Crowd counting is a concerned yet challenging task in computer vision. The difficulty is particularly pronounced by scale variations in crowd images. Most state-of-art approaches tackle the multi-scale problem by adopting multicolumn CNN architectures where different columns are designed with different filter sizes to adapt to variable pedestrian/object sizes. However, the structure is bloated and inefficient, and it is infeasible to adopt multiple deep columns due to the huge resource cost. We instead propose a Scale Pyramid Network (SPN) which adopts a shared single deep column structure and extracts multi-scale information in high layers by Scale Pyramid Module. In Scale Pyramid Module, we specifically employ different rates of dilated convolutions in parallel instead of traditional convolutions with different sizes. Compared to other methods of coping with scale issues, our single column structure with Scale Pyramid Module can get more accurate estimation with simpler structure and less complexity of training. And our Scale Pyramid Module can be easily applied to a deep network. Experimental results on four datasets show that our method achieves state-of-the-art performance.

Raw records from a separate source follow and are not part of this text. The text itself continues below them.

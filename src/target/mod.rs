//! # Manipulable Targets
//!
//! The capability contract a scene object must expose to be driven by
//! the gizmo controller. Transform access is mandatory; the lifecycle
//! hooks are an optional capability probed at selection time and before
//! every notification.

use cgmath::{Quaternion, Vector3};

/// Fire-and-forget lifecycle notifications a target may implement.
///
/// All methods default to no-ops so implementors override only what
/// they react to. Calls carry no return value and the controller never
/// depends on their effect.
pub trait TransformHooks {
    /// The target became the current selection.
    fn highlight_on(&mut self) {}

    /// The target stopped being the current selection.
    fn highlight_off(&mut self) {}

    /// A grab on this target is about to start ticking.
    fn start_transformation(&mut self) {}

    /// The grab on this target ended.
    fn stop_transformation(&mut self) {}
}

/// Transform access the update engines need from a scene object.
///
/// Targets are looked up through the host by id on every access, so an
/// implementation only needs to represent a live object; disappearing
/// is handled by the lookup returning nothing.
pub trait Manipulable {
    /// World-space position.
    fn position(&self) -> Vector3<f32>;

    fn set_position(&mut self, position: Vector3<f32>);

    /// Apply an incremental rotation in world space.
    fn add_world_rotation(&mut self, delta: Quaternion<f32>);

    /// Per-axis world scale.
    fn scale3d(&self) -> Vector3<f32>;

    fn set_scale3d(&mut self, scale: Vector3<f32>);

    /// Capability probe for the optional lifecycle hooks.
    ///
    /// Objects that return `None` cannot be grabbed; the target
    /// selector rejects them before any controller state changes.
    fn transform_hooks(&mut self) -> Option<&mut dyn TransformHooks> {
        None
    }
}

On ShanghaiTech Part A dataset which is challenging for its highly congested scenes and scale variation, we achieve 9.5% lower MAE and 13.5% lower MSE than the previous stateof-the-art method. We also extend our model on TRANCOS vehicle counting dataset and significantly achieve 5.9% lower GAME(0), 10% lower GAME(1), 24.5% lower GAME(2), 38.7% lower GAME(3) than the previous stateof-the-art method. The experimental results prove the robustness of our model for crowd counting, especially with scale variations.